2013-08-04 08:54:50 | Weblog

 先週は、週の前半を大阪で、後半の木金土の3日間を広島で過ごしました。大阪にいても広島にいても、本当に暑い日が続きます。さすがの暑さに、愛犬ゴンタも夏バテ気味です。庭木の下の日陰にいるとは言え、暑いことに変わりはありませんので、今年はゴンタ専用の扇風機を設置してあげました。涼しいのか、扇風機を前にすやすやお昼寝、朝寝?をしています。
 先週は前立腺癌の再診日でしたが、先生から意外な言葉。「PSAの値が非常に低いので、少し様子をみましょう。次回の定期健診で数値が高そうならまた来てください」と。前回、1泊2日の前立腺生検について詳しく説明を受けていただけに、二つの癌の疑いのひとつが、あっけない幕切れとなりました。残るは大腸内視鏡検査のみ。さあてどうなることやら。病院嫌いだった私も最近は病院通いも慣れ、長い待ち時間も本を読んだりスマホをチェックしたりと結構楽しく通院しています。

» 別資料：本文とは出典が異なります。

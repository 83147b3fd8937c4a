#![allow(dead_code)]

use mpase::{PointSet, RunConfig};
use nalgebra::{Point3, Rotation3, Vector3};
use rand::rngs::StdRng;
use rand::{Rng, SeedableRng};
use std::f64::consts::TAU;

fn normal(rng: &mut StdRng) -> f64 {
    let u1: f64 = rng.gen_range(f64::EPSILON..1.0);
    let u2: f64 = rng.gen();
    (-2.0 * u1.ln()).sqrt() * (TAU * u2).cos()
}

/// Axis-aligned anisotropic Gaussian cloud centered at the origin.
pub fn gaussian_cloud(n: usize, sigma: [f64; 3], seed: u64) -> Vec<Point3<f64>> {
    let mut rng = StdRng::seed_from_u64(seed);
    (0..n)
        .map(|_| {
            Point3::new(
                sigma[0] * normal(&mut rng),
                sigma[1] * normal(&mut rng),
                sigma[2] * normal(&mut rng),
            )
        })
        .collect()
}

/// Thin annulus of radius `r` in the XY plane.
pub fn ring(n: usize, r: f64, seed: u64) -> Vec<Point3<f64>> {
    let mut rng = StdRng::seed_from_u64(seed);
    (0..n)
        .map(|_| {
            let t = rng.gen_range(0.0..TAU);
            let rr = r + 0.05 * normal(&mut rng);
            Point3::new(rr * t.cos(), rr * t.sin(), 0.1 * normal(&mut rng))
        })
        .collect()
}

/// `points` rotated and then shifted.
pub fn rigidly_moved(points: &[Point3<f64>]) -> Vec<Point3<f64>> {
    let rot = Rotation3::from_euler_angles(0.7, -0.4, 1.1);
    let shift = Vector3::new(5.0, -2.0, 12.0);
    points.iter().map(|p| rot * p + shift).collect()
}

/// A rotated, translated copy next to the original.
pub fn twin_sets() -> Vec<PointSet> {
    let a = gaussian_cloud(400, [3.0, 1.5, 0.6], 7);
    let b = rigidly_moved(&a);
    vec![PointSet::new("a", a), PointSet::new("b", b)]
}

/// Small grid, few bootstraps and three levels so runs stay quick.
pub fn small_config() -> RunConfig {
    let mut cfg = RunConfig::fast();
    cfg.common.grid_base = 64;
    cfg.hdr.n_boot = 8;
    cfg.hdr.mass_levels = vec![1.0, 0.9, 0.5];
    cfg.pf.frac_levels = vec![1.0, 0.9, 0.5];
    cfg
}

pub fn write_csv(path: &std::path::Path, points: &[Point3<f64>]) {
    let mut s = String::from("id,middle_x,middle_y,middle_z\n");
    for (i, p) in points.iter().enumerate() {
        s.push_str(&format!("{i},{},{},{}\n", p.x, p.y, p.z));
    }
    std::fs::write(path, s).unwrap();
}
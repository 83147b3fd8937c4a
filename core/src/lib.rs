pub mod config;
pub mod error;
pub mod image;
pub mod levels;
pub mod plane;
pub mod point_set;
pub mod runtime;
pub mod stats;

pub use config::*;
pub use error::{Error, Result};
pub use image::*;
pub use levels::LevelSelector;
pub use plane::{Plane, Variant};
pub use point_set::*;
pub use runtime::{current_cpu_threads, init_global_thread_pool};
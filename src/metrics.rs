//! Pairwise comparison of shapes sharing a (plane, level, variant).

use crate::shape::{ShapeProduct, ShapeTable};
use mpase_core::{Plane, Result, Variant};
use mpase_scientific::{contour_distances, iou};
use rayon::prelude::*;
use serde::{Deserialize, Serialize};
use std::cmp::Ordering;

#[derive(Debug, Clone, PartialEq, Serialize, Deserialize)]
pub struct MetricRow {
    pub plane: Plane,
    pub variant: Variant,
    pub level: i32,
    pub label_a: String,
    pub label_b: String,
    pub iou: f64,
    /// `NaN` when either contour is absent.
    pub mean_nn: f64,
    /// `NaN` when either contour is absent.
    pub hausdorff: f64,
}

pub const CSV_HEADER: &str = "plane,variant,level,label_a,label_b,iou,mean_nn,hausdorff";

impl MetricRow {
    pub fn between(
        label_a: &str,
        a: &ShapeProduct,
        label_b: &str,
        b: &ShapeProduct,
    ) -> Result<Self> {
        let (mean_nn, hausdorff) = contour_distances(
            a.contour.as_ref().map(|c| c.points.as_slice()),
            b.contour.as_ref().map(|c| c.points.as_slice()),
        );
        Ok(Self {
            plane: a.plane,
            variant: a.variant,
            level: a.level,
            label_a: label_a.to_owned(),
            label_b: label_b.to_owned(),
            iou: iou(&a.mask, &b.mask)?,
            mean_nn,
            hausdorff,
        })
    }

    /// One CSV line; undefined distances are left empty.
    pub fn to_csv_line(&self) -> String {
        let num = |v: f64| if v.is_finite() { v.to_string() } else { String::new() };
        format!(
            "{},{},{},{},{},{},{},{}",
            self.plane,
            self.variant,
            self.level,
            csv_field(&self.label_a),
            csv_field(&self.label_b),
            num(self.iou),
            num(self.mean_nn),
            num(self.hausdorff)
        )
    }
}

fn csv_field(s: &str) -> String {
    if s.contains([',', '"', '\n']) {
        format!("\"{}\"", s.replace('"', "\"\""))
    } else {
        s.to_owned()
    }
}

/// Plane, variant ascending; level descending; then labels ascending.
pub fn row_order(a: &MetricRow, b: &MetricRow) -> Ordering {
    a.plane
        .as_str()
        .cmp(b.plane.as_str())
        .then_with(|| a.variant.as_str().cmp(b.variant.as_str()))
        .then_with(|| b.level.cmp(&a.level))
        .then_with(|| a.label_a.cmp(&b.label_a))
        .then_with(|| a.label_b.cmp(&b.label_b))
}

/// Rows for every pair `i < j` of `labels` (input order) that both have a
/// shape at the same (variant, plane, level). Missing shapes are skipped.
pub fn pairwise_rows(table: &ShapeTable, labels: &[String]) -> Result<Vec<MetricRow>> {
    let mut cells: Vec<(Variant, Plane, i32)> = table
        .iter()
        .map(|(k, _)| (k.variant, k.plane, k.level))
        .collect();
    cells.dedup();

    let mut jobs = Vec::new();
    for &(variant, plane, level) in &cells {
        for (i, a) in labels.iter().enumerate() {
            for b in &labels[i + 1..] {
                if let (Some(sa), Some(sb)) = (
                    table.get(variant, plane, level, a),
                    table.get(variant, plane, level, b),
                ) {
                    jobs.push((a.as_str(), sa, b.as_str(), sb));
                }
            }
        }
    }

    let mut rows = jobs
        .into_par_iter()
        .map(|(a, sa, b, sb)| MetricRow::between(a, sa, b, sb))
        .collect::<Result<Vec<_>>>()?;
    rows.sort_by(row_order);
    Ok(rows)
}
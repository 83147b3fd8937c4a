//! Point set registration algorithms
//!
//! This crate aligns centered 3D point sets onto a reference:
//! - PCA axis prealignment (48 permutation/sign candidates)
//! - Kabsch rigid fit
//! - Robust trimmed ICP

pub mod registration;

pub use registration::{
    align_to_reference, best_pca_prealign, icp_rigid_robust, kabsch, nn_rmse, pca_axes,
    Alignment, IcpParams, IcpResult, NearestIndex3, Prealignment,
};
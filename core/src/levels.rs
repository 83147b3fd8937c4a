use crate::config::level_percent;
use crate::{Error, Result};
use std::str::FromStr;

/// Which coverage levels (integer percent) a caller asks for.
#[derive(Debug, Clone, PartialEq, Eq, Default)]
pub enum LevelSelector {
    #[default]
    All,
    One(i32),
    Many(Vec<i32>),
}

impl LevelSelector {
    /// Concrete levels given the configured fractions.
    ///
    /// `All` yields the configured levels as unique percents, highest first.
    /// Explicit selections are returned as given.
    pub fn resolve(&self, configured: &[f64]) -> Vec<i32> {
        match self {
            LevelSelector::All => {
                let mut levels: Vec<i32> = configured.iter().map(|&f| level_percent(f)).collect();
                levels.sort_unstable_by(|a, b| b.cmp(a));
                levels.dedup();
                levels
            }
            LevelSelector::One(level) => vec![*level],
            LevelSelector::Many(levels) => levels.clone(),
        }
    }

    pub fn contains(&self, level: i32) -> bool {
        match self {
            LevelSelector::All => true,
            LevelSelector::One(l) => *l == level,
            LevelSelector::Many(ls) => ls.contains(&level),
        }
    }
}

impl From<i32> for LevelSelector {
    fn from(level: i32) -> Self {
        LevelSelector::One(level)
    }
}

impl From<Vec<i32>> for LevelSelector {
    fn from(levels: Vec<i32>) -> Self {
        LevelSelector::Many(levels)
    }
}

impl FromStr for LevelSelector {
    type Err = Error;

    fn from_str(s: &str) -> Result<Self> {
        let trimmed = s.trim();
        if trimmed.eq_ignore_ascii_case("all") {
            return Ok(LevelSelector::All);
        }
        let parts: Vec<&str> = trimmed
            .split(|c: char| c == ',' || c.is_whitespace())
            .filter(|p| !p.is_empty())
            .collect();
        if parts.is_empty() {
            return Err(Error::config("empty level selector"));
        }
        let levels = parts
            .iter()
            .map(|p| {
                p.parse::<i32>()
                    .map_err(|_| Error::config(format!("unrecognized level selector '{s}'")))
            })
            .collect::<Result<Vec<_>>>()?;
        Ok(match levels.as_slice() {
            [one] if parts.len() == 1 => LevelSelector::One(*one),
            _ => LevelSelector::Many(levels),
        })
    }
}
//! Gaussian kernel density scores for 2D point sets.

use crate::geometry::build_tree;
use mpase_core::stats::median;
use mpase_core::BandwidthStrategy;
use nalgebra::Point2;
use rand::rngs::StdRng;
use rand::seq::index;
use rand::SeedableRng;
use rayon::prelude::*;
use rstar::PointDistance;
use std::f64::consts::PI;

/// Points used for the pairwise-distance bandwidth heuristic.
pub const BANDWIDTH_SUBSAMPLE: usize = 500;

pub const MIN_BANDWIDTH: f64 = 1e-6;

/// Largest `d² / 2h²` whose kernel term is still representable; `exp` of
/// anything below `-745` is zero in f64.
const KERNEL_CUTOFF: f64 = 745.0;

/// Log of the Gaussian kernel density estimate evaluated at every input point.
///
/// `score_i = log Σ_j exp(-|p_i - p_j|² / 2h²) - log N - log(2πh²)`.
/// Only neighbours inside the radius where the kernel underflows are
/// visited, so the sum equals the all-pairs one. Fewer than two points
/// score zero.
pub fn kde_log_scores(points: &[Point2<f64>], bandwidth: f64) -> Vec<f64> {
    let n = points.len();
    if n < 2 {
        return vec![0.0; n];
    }
    let inv_two_h2 = 1.0 / (2.0 * bandwidth * bandwidth);
    let norm = (n as f64).ln() + (2.0 * PI * bandwidth * bandwidth).ln();
    let radius_2 = KERNEL_CUTOFF / inv_two_h2;
    let tree = build_tree(points);

    points
        .par_iter()
        .map(|p| {
            let q = [p.x, p.y];
            // The self term is the largest, exp(0) = 1, so no rescaling.
            let sum: f64 = tree
                .locate_within_distance(q, radius_2)
                .map(|w| (-w.distance_2(&q) * inv_two_h2).exp())
                .sum();
            sum.ln() - norm
        })
        .collect()
}

fn scott_bandwidth(points: &[Point2<f64>]) -> f64 {
    let n = points.len().max(2) as f64;
    let xs: Vec<f64> = points.iter().map(|p| p.x).collect();
    let ys: Vec<f64> = points.iter().map(|p| p.y).collect();
    let spread = crate::mean(&[
        crate::std(&xs).unwrap_or(0.0),
        crate::std(&ys).unwrap_or(0.0),
    ])
    .unwrap_or(0.0);
    let spread = if spread > 0.0 { spread } else { 1.0 };
    (spread * n.powf(-1.0 / 6.0)).max(MIN_BANDWIDTH)
}

fn median_half_bandwidth(points: &[Point2<f64>], seed: u64) -> f64 {
    let sample: Vec<Point2<f64>> = if points.len() > BANDWIDTH_SUBSAMPLE {
        let mut rng = StdRng::seed_from_u64(seed);
        index::sample(&mut rng, points.len(), BANDWIDTH_SUBSAMPLE)
            .into_iter()
            .map(|i| points[i])
            .collect()
    } else {
        points.to_vec()
    };

    let mut dists = Vec::with_capacity(sample.len() * (sample.len() - 1) / 2);
    for (i, p) in sample.iter().enumerate() {
        for q in &sample[i + 1..] {
            dists.push((p - q).norm());
        }
    }
    (median(&dists) * 0.5).max(MIN_BANDWIDTH)
}

/// Data-driven KDE bandwidth; a single point (or none) gets 1.0.
pub fn auto_bandwidth(points: &[Point2<f64>], strategy: BandwidthStrategy, seed: u64) -> f64 {
    if points.len() <= 1 {
        return 1.0;
    }
    match strategy {
        BandwidthStrategy::MedianHalf => median_half_bandwidth(points, seed),
        BandwidthStrategy::Scott => scott_bandwidth(points),
    }
}
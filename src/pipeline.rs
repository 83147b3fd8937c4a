//! End-to-end run: align, grid, project, extract shapes, compare.

use crate::density::boot_density_2d;
use crate::grid::Grid;
use crate::hdr::make_hdr_shape;
use crate::io::{write_aligned_points, write_meta, write_metrics_csv};
use crate::metrics::pairwise_rows;
use crate::point_fraction::make_pf_shapes;
use crate::projection::PlaneProjection;
use crate::result::{AlignmentSummary, RunInput, RunMeta, RunResult};
use crate::shape::{ShapeProduct, ShapeTable};
use mpase_core::{
    centroid, AlignMode, AlignedPointSet, DensityMap, Error, Plane, PointSet, Result,
    RigidTransform, RunConfig,
};
use mpase_registration::align_to_reference;
use nalgebra::Point3;
use rayon::prelude::*;
use std::collections::{BTreeMap, HashSet};
use std::fs;
use tracing::{debug, info, warn};

const SCALE_EPS: f64 = 1e-8;

/// Run the pipeline on in-memory sets or CSV files.
///
/// Every input is validated before any file is written.
pub fn run(input: RunInput, cfg: &RunConfig) -> Result<RunResult> {
    cfg.validate()?;
    if input.len() < 2 {
        return Err(Error::invalid_input(format!(
            "need at least 2 point sets for comparison, got {}",
            input.len()
        )));
    }
    let sources = input.sources();
    let sets = input.load()?;
    run_sets(sets, sources, cfg)
}

pub fn run_point_sets(sets: Vec<PointSet>, cfg: &RunConfig) -> Result<RunResult> {
    run(RunInput::Points(sets), cfg)
}

fn check_sets(sets: &mut [PointSet]) -> Result<()> {
    if sets.len() < 2 {
        return Err(Error::invalid_input("need at least 2 point sets for comparison"));
    }
    let mut seen = HashSet::new();
    for (i, set) in sets.iter_mut().enumerate() {
        if set.label.is_empty() {
            set.label = format!("S{i}");
        }
        if set.is_empty() {
            return Err(Error::invalid_input(format!("point set '{}' is empty", set.label)));
        }
        if set.points.iter().any(|p| !p.coords.iter().all(|v| v.is_finite())) {
            return Err(Error::invalid_input(format!(
                "point set '{}' has non-finite coordinates",
                set.label
            )));
        }
        if !seen.insert(set.label.clone()) {
            return Err(Error::invalid_input(format!("duplicate label '{}'", set.label)));
        }
    }
    Ok(())
}

struct Registered {
    points: Vec<Point3<f64>>,
    transform: RigidTransform,
    centroid: Point3<f64>,
    summary: AlignmentSummary,
}

/// Center every set and, in auto mode, register sets 1.. onto set 0.
fn register(sets: &[PointSet], cfg: &RunConfig) -> Result<Vec<Registered>> {
    let centered: Vec<(Point3<f64>, Vec<Point3<f64>>)> = sets
        .iter()
        .map(|s| {
            let c = centroid(&s.points).unwrap_or_else(Point3::origin);
            (c, s.centered())
        })
        .collect();
    let reference = &centered[0].1;

    centered
        .par_iter()
        .zip(sets.par_iter())
        .enumerate()
        .map(|(i, ((c, pts), set))| {
            if i == 0 || cfg.align_mode == AlignMode::Skip {
                return Ok(Registered {
                    points: pts.clone(),
                    transform: RigidTransform::identity(),
                    centroid: *c,
                    summary: AlignmentSummary {
                        label: set.label.clone(),
                        prealign_rmse: None,
                        icp_rmse: None,
                    },
                });
            }
            let alignment = align_to_reference(reference, pts, &cfg.common)?;
            info!(
                label = %set.label,
                prealign_rmse = alignment.prealign.rmse,
                icp_rmse = alignment.icp.final_rmse,
                "aligned to reference"
            );
            Ok(Registered {
                points: alignment.transform.apply_all(pts),
                transform: alignment.transform,
                centroid: *c,
                summary: AlignmentSummary {
                    label: set.label.clone(),
                    prealign_rmse: Some(alignment.prealign.rmse),
                    icp_rmse: Some(alignment.icp.final_rmse),
                },
            })
        })
        .collect()
}

/// Divide every set by the largest extent of their union box.
fn scale_to_unit(registered: Vec<Registered>, sets: &[PointSet]) -> Result<Vec<AlignedPointSet>> {
    let all: Vec<Point3<f64>> = registered.iter().flat_map(|r| r.points.iter().copied()).collect();
    let (mn, mx) = mpase_core::bounds(&all)
        .ok_or_else(|| Error::invalid_input("no points to scale"))?;
    let scale = (mx - mn).max() + SCALE_EPS;
    Ok(registered
        .into_iter()
        .zip(sets)
        .map(|(r, set)| AlignedPointSet {
            label: set.label.clone(),
            points: r.points.iter().map(|p| Point3::from(p.coords / scale)).collect(),
            transform: r.transform,
            centroid: r.centroid,
            scale,
        })
        .collect())
}

fn hdr_shapes(
    aligned: &[AlignedPointSet],
    grid: &Grid,
    planes: &[Plane],
    cfg: &RunConfig,
) -> Result<(BTreeMap<String, BTreeMap<Plane, DensityMap>>, Vec<(String, ShapeProduct)>)> {
    let densities: BTreeMap<String, BTreeMap<Plane, DensityMap>> = aligned
        .par_iter()
        .map(|s| {
            boot_density_2d(&s.points, grid, planes, &cfg.hdr, cfg.hdr.rng_seed)
                .map(|d| (s.label.clone(), d))
        })
        .collect::<Result<_>>()?;

    let shapes = aligned
        .par_iter()
        .flat_map_iter(|s| {
            let fields = densities.get(&s.label);
            planes.iter().flat_map(move |&plane| {
                let field = fields.and_then(|f| f.get(&plane));
                cfg.hdr.mass_levels.iter().filter_map(move |&m| {
                    field.map(|d| {
                        let shape = make_hdr_shape(d, plane, m, cfg.hdr.density_floor_frac);
                        (s.label.clone(), shape)
                    })
                })
            })
        })
        .collect();
    Ok((densities, shapes))
}

fn pf_shapes(
    aligned: &[AlignedPointSet],
    projections: &BTreeMap<Plane, PlaneProjection>,
    cfg: &RunConfig,
) -> Vec<(String, ShapeProduct)> {
    aligned
        .par_iter()
        .flat_map_iter(|s| {
            projections.values().flat_map(move |proj| {
                let points = proj.points(&s.label).unwrap_or_default();
                make_pf_shapes(points, &proj.xs, &proj.ys, proj.plane, &cfg.pf.frac_levels, &cfg.pf)
                    .into_iter()
                    .map(move |shape| (s.label.clone(), shape))
            })
        })
        .collect()
}

fn run_sets(mut sets: Vec<PointSet>, sources: Vec<String>, cfg: &RunConfig) -> Result<RunResult> {
    check_sets(&mut sets)?;
    let labels: Vec<String> = sets.iter().map(|s| s.label.clone()).collect();
    info!(sets = sets.len(), align_mode = cfg.align_mode.as_str(), "starting run");

    let registered = register(&sets, cfg)?;
    let alignment: Vec<AlignmentSummary> = registered.iter().map(|r| r.summary.clone()).collect();
    let aligned = scale_to_unit(registered, &sets)?;

    let union: Vec<Point3<f64>> = aligned.iter().flat_map(|s| s.points.iter().copied()).collect();
    let grid = Grid::from_points(&union, cfg.common.grid_base, cfg.common.pad_frac)?;
    info!(dims = ?grid.dims(), "shared grid built");

    let planes = cfg.selected_planes();
    let projections: BTreeMap<Plane, PlaneProjection> = planes
        .iter()
        .map(|&p| (p, PlaneProjection::new(&aligned, &grid, p)))
        .collect();
    let background: BTreeMap<Plane, _> = projections
        .iter()
        .map(|(&p, proj)| (p, proj.background_mask()))
        .collect();

    let mut meta = RunMeta {
        sources,
        labels: labels.clone(),
        cfg_common: cfg.common.clone(),
        cfg_hdr: None,
        cfg_pf: None,
        planes: planes.clone(),
        align_mode: cfg.align_mode,
        run_hdr: cfg.run_hdr,
        run_pf: cfg.run_pf,
        alignment,
        note: None,
    };

    if cfg.alignment_only || (!cfg.run_hdr && !cfg.run_pf) {
        meta.note = Some("Alignment-only run (no HDR/PF/metrics).".into());
        let result = RunResult {
            labels,
            aligned,
            grid,
            shapes: ShapeTable::new(),
            metrics: Vec::new(),
            background,
            densities: None,
            projections,
            meta,
        };
        if let Some(dir) = &cfg.out_dir {
            fs::create_dir_all(dir)?;
            write_aligned_points(&dir.join("aligned_points.json"), &result)?;
            write_meta(&dir.join("meta_data.json"), &result.meta)?;
            info!(dir = %dir.display(), "alignment artifacts written");
        }
        return Ok(result);
    }

    let mut shapes = ShapeTable::new();
    let mut densities = None;
    if cfg.run_hdr {
        meta.cfg_hdr = Some(cfg.hdr.clone());
        let (d, hdr) = hdr_shapes(&aligned, &grid, &planes, cfg)?;
        debug!(shapes = hdr.len(), "HDR shapes extracted");
        for (label, shape) in hdr {
            shapes.insert(label, shape);
        }
        densities = Some(d);
    }
    if cfg.run_pf {
        meta.cfg_pf = Some(cfg.pf.clone());
        let pf = pf_shapes(&aligned, &projections, cfg);
        debug!(shapes = pf.len(), "point-fraction shapes extracted");
        for (label, shape) in pf {
            shapes.insert(label, shape);
        }
    }

    let metrics = pairwise_rows(&shapes, &labels)?;
    let undefined = metrics.iter().filter(|r| r.hausdorff.is_nan()).count();
    if undefined > 0 {
        warn!(rows = undefined, "contour distances undefined for empty shapes");
    }
    info!(shapes = shapes.len(), rows = metrics.len(), "metrics computed");

    let result = RunResult {
        labels,
        aligned,
        grid,
        shapes,
        metrics,
        background,
        densities,
        projections,
        meta,
    };
    if let Some(dir) = &cfg.out_dir {
        fs::create_dir_all(dir)?;
        write_metrics_csv(&dir.join("metrics_data.csv"), &result.metrics)?;
        write_meta(&dir.join("meta_data.json"), &result.meta)?;
        info!(dir = %dir.display(), "run artifacts written");
    }
    Ok(result)
}
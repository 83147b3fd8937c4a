//! Plane projections of aligned sets and the background context mask.

use crate::grid::Grid;
use mpase_core::{mask_or_assign, new_mask, AlignedPointSet, Mask, Plane};
use mpase_imgproc::rasterize_points;
use nalgebra::{Point2, Point3};

/// Disk radius of the background splats.
pub const BACKGROUND_DISK_PX: u32 = 2;

/// Drop the plane's third axis.
pub fn project(points: &[Point3<f64>], plane: Plane) -> Vec<Point2<f64>> {
    let (i, j) = plane.axes();
    points.iter().map(|p| Point2::new(p[i], p[j])).collect()
}

/// All labels projected onto one plane together with its pixel centres.
#[derive(Debug, Clone, PartialEq)]
pub struct PlaneProjection {
    pub plane: Plane,
    pub xs: Vec<f64>,
    pub ys: Vec<f64>,
    /// `(label, projected points)` in input order.
    pub sets: Vec<(String, Vec<Point2<f64>>)>,
}

impl PlaneProjection {
    pub fn new(sets: &[AlignedPointSet], grid: &Grid, plane: Plane) -> Self {
        let (xs, ys) = grid.pixel_centers(plane);
        let sets = sets
            .iter()
            .map(|s| (s.label.clone(), project(&s.points, plane)))
            .collect();
        Self { plane, xs, ys, sets }
    }

    pub fn size(&self) -> (u32, u32) {
        (self.xs.len() as u32, self.ys.len() as u32)
    }

    pub fn points(&self, label: &str) -> Option<&[Point2<f64>]> {
        self.sets
            .iter()
            .find(|(l, _)| l == label)
            .map(|(_, p)| p.as_slice())
    }

    /// Union of every label's disk splats.
    pub fn background_mask(&self) -> Mask {
        let (nx, ny) = self.size();
        let mut mask = new_mask(nx, ny);
        for (_, pts) in &self.sets {
            let m = rasterize_points(pts, &self.xs, &self.ys, BACKGROUND_DISK_PX);
            mask_or_assign(&mut mask, &m);
        }
        mask
    }

    /// Pixel-space coordinates `(column, row)` with the origin at the
    /// top-left. Coordinates are continuous: pixel centres land on integers.
    pub fn to_pixels(&self, points: &[Point2<f64>]) -> Vec<Point2<f64>> {
        let axis = |centers: &[f64], v: f64| {
            let n = centers.len();
            if n < 2 {
                return 0.0;
            }
            let span = centers[n - 1] - centers[0];
            if span == 0.0 {
                0.0
            } else {
                (v - centers[0]) / span * (n - 1) as f64
            }
        };
        points
            .iter()
            .map(|p| Point2::new(axis(&self.xs, p.x), axis(&self.ys, p.y)))
            .collect()
    }
}
pub type Result<T> = std::result::Result<T, Error>;

#[derive(Debug, thiserror::Error)]
pub enum Error {
    #[error("Invalid input: {0}")]
    InvalidInput(String),

    #[error("Configuration error: {0}")]
    Config(String),

    #[error("Numerical degeneracy: {0}")]
    Degenerate(String),

    #[error("Parse error: {0}")]
    Parse(String),

    #[error("Serialization error: {0}")]
    Serialization(#[from] serde_json::Error),

    #[error("I/O error: {0}")]
    Io(#[from] std::io::Error),
}

impl Error {
    pub fn invalid_input(msg: impl Into<String>) -> Self {
        Self::InvalidInput(msg.into())
    }

    pub fn config(msg: impl Into<String>) -> Self {
        Self::Config(msg.into())
    }

    pub fn degenerate(msg: impl Into<String>) -> Self {
        Self::Degenerate(msg.into())
    }
}

#[cfg(test)]
mod tests {
    use super::*;

    #[test]
    fn messages_carry_their_text() {
        let label = "S1";
        let owned = Error::invalid_input(format!("point set '{label}' is empty"));
        assert_eq!(owned.to_string(), "Invalid input: point set 'S1' is empty");
        match Error::invalid_input("need at least 2 point sets") {
            Error::InvalidInput(msg) => assert_eq!(msg, "need at least 2 point sets"),
            other => panic!("unexpected {other:?}"),
        }
    }
}
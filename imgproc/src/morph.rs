use mpase_core::{new_mask, Mask, MASK_ON};

#[derive(Debug, Clone, Copy, PartialEq, Eq)]
pub enum MorphShape {
    Rectangle,
    Cross,
}

/// Structuring element offsets centered on the origin, without duplicates.
pub fn create_morph_kernel(shape: MorphShape, width: u32, height: u32) -> Vec<(i32, i32)> {
    let rx = width as i32 / 2;
    let ry = height as i32 / 2;
    let mut kernel = Vec::new();
    for dy in -ry..=ry {
        for dx in -rx..=rx {
            let keep = match shape {
                MorphShape::Rectangle => true,
                MorphShape::Cross => dx == 0 || dy == 0,
            };
            if keep {
                kernel.push((dx, dy));
            }
        }
    }
    kernel
}

/// 3×3 cross: the center and its four edge neighbours.
pub fn cross_kernel() -> Vec<(i32, i32)> {
    create_morph_kernel(MorphShape::Cross, 3, 3)
}

fn step(current: &Mask, kernel: &[(i32, i32)], dilate: bool) -> Mask {
    let (w, h) = (current.width() as i32, current.height() as i32);
    let src = current.as_raw();
    let mut output = new_mask(w as u32, h as u32);
    let dst: &mut [u8] = &mut output;

    for y in 0..h {
        for x in 0..w {
            // Everything outside the image is background.
            let sample = |&(kx, ky): &(i32, i32)| {
                let (px, py) = (x + kx, y + ky);
                px >= 0 && py >= 0 && px < w && py < h && src[(py * w + px) as usize] > 0
            };
            let on = if dilate {
                kernel.iter().any(sample)
            } else {
                kernel.iter().all(sample)
            };
            if on {
                dst[(y * w + x) as usize] = MASK_ON;
            }
        }
    }
    output
}

pub fn binary_dilate(mask: &Mask, kernel: &[(i32, i32)], iterations: u32) -> Mask {
    let mut output = mask.clone();
    for _ in 0..iterations {
        output = step(&output, kernel, true);
    }
    output
}

/// Erosion with a zero border: set pixels touching the edge are removed.
pub fn binary_erode(mask: &Mask, kernel: &[(i32, i32)], iterations: u32) -> Mask {
    let mut output = mask.clone();
    for _ in 0..iterations {
        output = step(&output, kernel, false);
    }
    output
}

/// Dilate then erode, `iterations` times each.
pub fn binary_close(mask: &Mask, kernel: &[(i32, i32)], iterations: u32) -> Mask {
    binary_erode(&binary_dilate(mask, kernel, iterations), kernel, iterations)
}

/// Erode then dilate, `iterations` times each.
pub fn binary_open(mask: &Mask, kernel: &[(i32, i32)], iterations: u32) -> Mask {
    binary_dilate(&binary_erode(mask, kernel, iterations), kernel, iterations)
}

 こうも暑いと庭に出るのも億劫になりますが、今年は実生苗が暑さにめげず頑張っています。昨年の夏に採種したブルースターは、苗高が30センチにまで成長して、てっぺんに花芽が見えてきました。もうひとつは「カリン」です。昨年、香しい実をいただいたのですが、砂糖漬けしたときに採種した種が育って、いま苗高20センチ。ものの本によれば実生苗が実をつけるには相当な年数が必要なのだそうで、私が生きている間は無理かもしれません。それでも、しっかり根付いて葉っぱをつけているのを見ると嬉しいものです。

 ところで、今朝はずいぶん早く目が覚めました。枕元のラジオのスイッチを入れると、NHKラジオの「今日は何の日」のコーナーが俳優の渥美清さんの命日を伝えていました。1996年8月4日没.......。私がそのニュースを知ったのは、パリで遊んでいた時でした。ルーブル美術館前のホテル・デゥ・ルーブルで朝食を済ませたあと、セーヌ川沿いを散歩していて路上の新聞ショップで朝日新聞を見つけました。2日ぐらい前のものでしたが、新聞にしては結構なお値段でした。その一面に渥美さんの訃報が大きく載っていました。遠い国から日本の出来事を思う不思議な感覚でした。その夜、知人と一緒に界隈のビルの地下にあった日本風居酒屋で民謡をBGMに焼酎を呑みながら語り合ったものです。あれから17年、その知人も亡くなりました。
 そうそう、インストールしているノートンインターネットセキュリティーの期限が近づいてきたので、昨日、大阪駅前のヨドバシカメラで買って帰りました。PC3台まで1年間の保護です。私のデスクトップとノートパソコン、そして家内のデスクトップの3台。過去に添付ファイルを不用意に開いてとんでもないことになった経験があります。気軽にネットでお買い物をする時代でもあります。PCのセキュリティーには気を使います。完璧とまでは言えなくとも安心安全の自己防衛です。 
 今日は、ラザール・ベルマンのLPを聴きながらのブログ更新でした。あと1週間もすればお盆休みです。長男君たちに帰省の予定もなく、今年は比較的静かな長期休暇を楽しむことになりそうです。